Erdogan has routinely criticized the central bank for setting interest rates that he says have helped stoke rising prices, an argument that contradicts conventional economic theory. Central bank governor Murat Cetinkaya has said higher borrowing costs would help anchor the currency, a view in line with orthodoxy.

Bizarrely, expounding on his own unique brand of macroeconomics, Erdogan said that cutting rates would bring lower inflation because borrowing costs would decline.

“Of course our central bank is independent,” Erdogan said. “But the central bank can’t take this independence and set aside the signals given by the president, who’s the head of the executive. It will make its evaluations according to this, take its steps according to this. And I believe this will result in very beneficial steps in the future."

Someone should perhaps explain to Erdogan just what "independent" means.

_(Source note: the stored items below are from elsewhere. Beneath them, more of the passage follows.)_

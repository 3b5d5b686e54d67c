//! Task bodies for the session's auth slot: cookie login and the itch.io
//! OAuth flow. [`login_with_cookie`] round-trips through the server to
//! validate (and possibly refresh) a cookie; [`login_with_itchio`] only
//! drives the OAuth loopback flow; its success payload already is the
//! session cookie, with no further server round-trip.

use std::future::poll_fn;
use std::task::Poll;

use bytes::Bytes;

use snet_protocol::MAX_COOKIE_SIZE;

use crate::error::OpStatus;
use crate::fetch::{Fetch, FetchStatus};
use crate::oauth::{OAuthFlow, OAuthStatus};

pub struct LoginOutput {
    pub status: OpStatus,
    pub data: Bytes,
}

async fn await_fetch(fetch: &mut Fetch) -> FetchStatus {
    poll_fn(|_cx| match fetch.poll() {
        FetchStatus::Pending => Poll::Pending,
        other => Poll::Ready(other),
    })
    .await
}

async fn await_oauth(flow: &mut OAuthFlow) -> OAuthStatus {
    poll_fn(|_cx| match flow.poll() {
        OAuthStatus::Pending => Poll::Pending,
        other => Poll::Ready(other),
    })
    .await
}

fn finish_from_fetch(fetch: &Fetch) -> LoginOutput {
    let body = fetch.response_body().cloned().unwrap_or_default();
    let status_code = fetch.status_code().unwrap_or(0);
    if !(200..300).contains(&status_code) {
        return LoginOutput { status: OpStatus::ErrRejected, data: body };
    }
    if body.len() > MAX_COOKIE_SIZE {
        return LoginOutput { status: OpStatus::ErrIo, data: Bytes::new() };
    }
    LoginOutput { status: OpStatus::Ok, data: body }
}

/// Drives `POST <base>/auth/cookie` with a host-supplied cookie as the
/// body.
pub async fn login_with_cookie(mut fetch: Fetch) -> LoginOutput {
    match await_fetch(&mut fetch).await {
        FetchStatus::Finished => finish_from_fetch(&fetch),
        _ => LoginOutput { status: OpStatus::ErrIo, data: Bytes::new() },
    }
}

/// Drives a loopback OAuth flow to completion. The provider's callback data
/// *is* the session cookie on success — there is no further server
/// round-trip to exchange it, unlike [`login_with_cookie`].
pub async fn login_with_itchio(mut flow: OAuthFlow) -> LoginOutput {
    let result = match await_oauth(&mut flow).await {
        OAuthStatus::Finished => flow.result().cloned(),
        _ => None,
    };
    let Some(result) = result else {
        return LoginOutput { status: OpStatus::ErrIo, data: Bytes::new() };
    };
    if !result.success {
        return LoginOutput { status: OpStatus::ErrRejected, data: result.data };
    }
    if result.data.len() > MAX_COOKIE_SIZE {
        return LoginOutput { status: OpStatus::ErrIo, data: Bytes::new() };
    }
    LoginOutput { status: OpStatus::Ok, data: result.data }
}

Immediately after Erdogan's comments hit the tape, the lira slid to its weakest level ever against the dollar, losing 0.6% to 4.3942 at 7:32 a.m. Istanbul time, before retracting modestly then blowing out again

Last month Erdogan called snap sham elections for June 24, in which a victory (which is guaranteed) would consolidate his one-man rule of a country he’s governed since 2003. A 2017 referendum saw the role of parliament weakened drastically and gave the president sweeping authority in the most radical constitutional overhaul since the republic was founded 95 years ago; next month's election will seal Erdogan's full conversion to despot.

“From the moment we move to a presidential governing system, our effectiveness there will be very different,” he said. “We’re going to do this so we can be held accountable for the responsibility we’ve taken.”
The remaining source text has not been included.